Wholeheartedness: Busyness, Exhaustion, and Healing the Divided Self (2016) by Chuck DeGroat is the best non-fiction book I have read this year by far. (I have to say non-fiction because Andrew Peterson's Wingfeather Saga was also exceptionally good, but clearly different).
In Wholeheartedness, DeGroat explores how we too often live "divided" lives rather than the lives of wholeness we were created for. The typical Christian approach to the sense that something is not quite right is to do more and try harder all the while wondering what happened to the rest that Jesus promised.
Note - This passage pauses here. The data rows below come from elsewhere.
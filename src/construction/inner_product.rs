// Copyright © 2024 Niklas Siemer
//
// This file is part of fe-rs.
//
// fe-rs is free software: you can redistribute it and/or modify it under
// the terms of the Mozilla Public License Version 2.0 as published by the
// Mozilla Foundation. See <https://mozilla.org/en-US/MPL/2.0/>.

//! This module contains functional encryption schemes for inner products:
//! a decryptor holding a key for a query vector `y` learns the inner
//! product of the encrypted data with `y` and nothing beyond it.

mod ring_lwe;

pub use ring_lwe::{
    RingLwe, RingLweCiphertext, RingLweDerivedKey, RingLweParams, RingLwePublicKey,
    RingLweSecretKey,
};
// Copyright © 2024 Phil Milewski
//
// This file is part of fe-rs.
//
// fe-rs is free software: you can redistribute it and/or modify it under
// the terms of the Mozilla Public License Version 2.0 as published by the
// Mozilla Foundation. See <https://mozilla.org/en-US/MPL/2.0/>.

//! This module contains hashes into the domains used by the schemes of
//! this crate.

pub mod sha256;
// Default repository roots, relative to the working directory
const DEFAULT_CERTS_REPO: &str = "./root/ca/intermediate/certs/";
const DEFAULT_CSR_REPO: &str = "./root/ca/intermediate/csr/";

const CSR_FOLDER: &str = "csr/";
const CERTS_FOLDER: &str = "certs/";

#[derive(Serialize, Deserialize, Debug, Clone, PartialEq)]
pub struct Settings {
    #[serde(default, alias = "certsRepo")]
    pub certs_repo: String,
    #[serde(default, alias = "csrRepo")]
    pub csr_repo: String,
    // If set, empty repository roots are placed under `<path_root>/certs/` and `<path_root>/csr/`
    #[serde(default, alias = "pathRoot", skip_serializing_if = "Option::is_none")]
    pub path_root: Option<String>,
    // Only carried around, nothing verifies against the chain
    #[serde(default, alias = "certChain", skip_serializing_if = "Option::is_none")]
    pub cert_chain: Option<String>,
}

impl Settings {
    pub fn new(certs_repo: &str, csr_repo: &str) -> Self {
        Self {
            certs_repo: certs_repo.to_owned(),
            csr_repo: csr_repo.to_owned(),
            path_root: None,
            cert_chain: None,
        }
        .finalize()
    }

    /**
     * Fills empty repository roots from `path_root` (if present) and makes sure every
     *     non-empty root ends with a path separator so file names can be appended directly.
     *
     * Empty roots stay empty.
     */
    pub fn finalize(mut self) -> Self {
        if let Some(root) = self.path_root.as_ref().filter(|root| !root.is_empty()) {
            let root = with_separator(root);

            if self.certs_repo.is_empty() {
                self.certs_repo = [root.as_str(), CERTS_FOLDER].concat();
            }
            if self.csr_repo.is_empty() {
                self.csr_repo = [root.as_str(), CSR_FOLDER].concat();
            }
        }

        self.certs_repo = with_separator(&self.certs_repo);
        self.csr_repo = with_separator(&self.csr_repo);

        self
    }
}

impl Default for Settings {
    fn default() -> Self {
        Self::new(DEFAULT_CERTS_REPO, DEFAULT_CSR_REPO)
    }
}

fn with_separator(path: &str) -> String {
    if path.is_empty() || path.ends_with('/') || path.ends_with(std::path::MAIN_SEPARATOR) {
        path.to_owned()
    } else {
        [path, "/"].concat()
    }
}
And we feel exhausted.
DeGroat takes a careful look at our dividedness, our failures, and our shame through the lenses of scriptural wisdom, psychology, neurobiology, and poetry to help us see, with greater clarity, God's shalom. On page 98, he wrote "those who are whole are ambassadors of God's shalom, of wholeness." In the final section of the book, he introduces us to how we might experience a growing wholeness. Here, I particularly appreciated his wisdom on union and communion.
Fans of such a broad range of authors such as Dan Siegel, Curt Thompson, Teresa of Avila, Gerard Manly Hopkins, Thomas Merton, and St Augustine will benefit deeply from this book. I have already eagerly recommended it to a patient along with Brene Brown's excellent Gift of Imperfection. Undoubtedly, this will be a book I will savor again and again.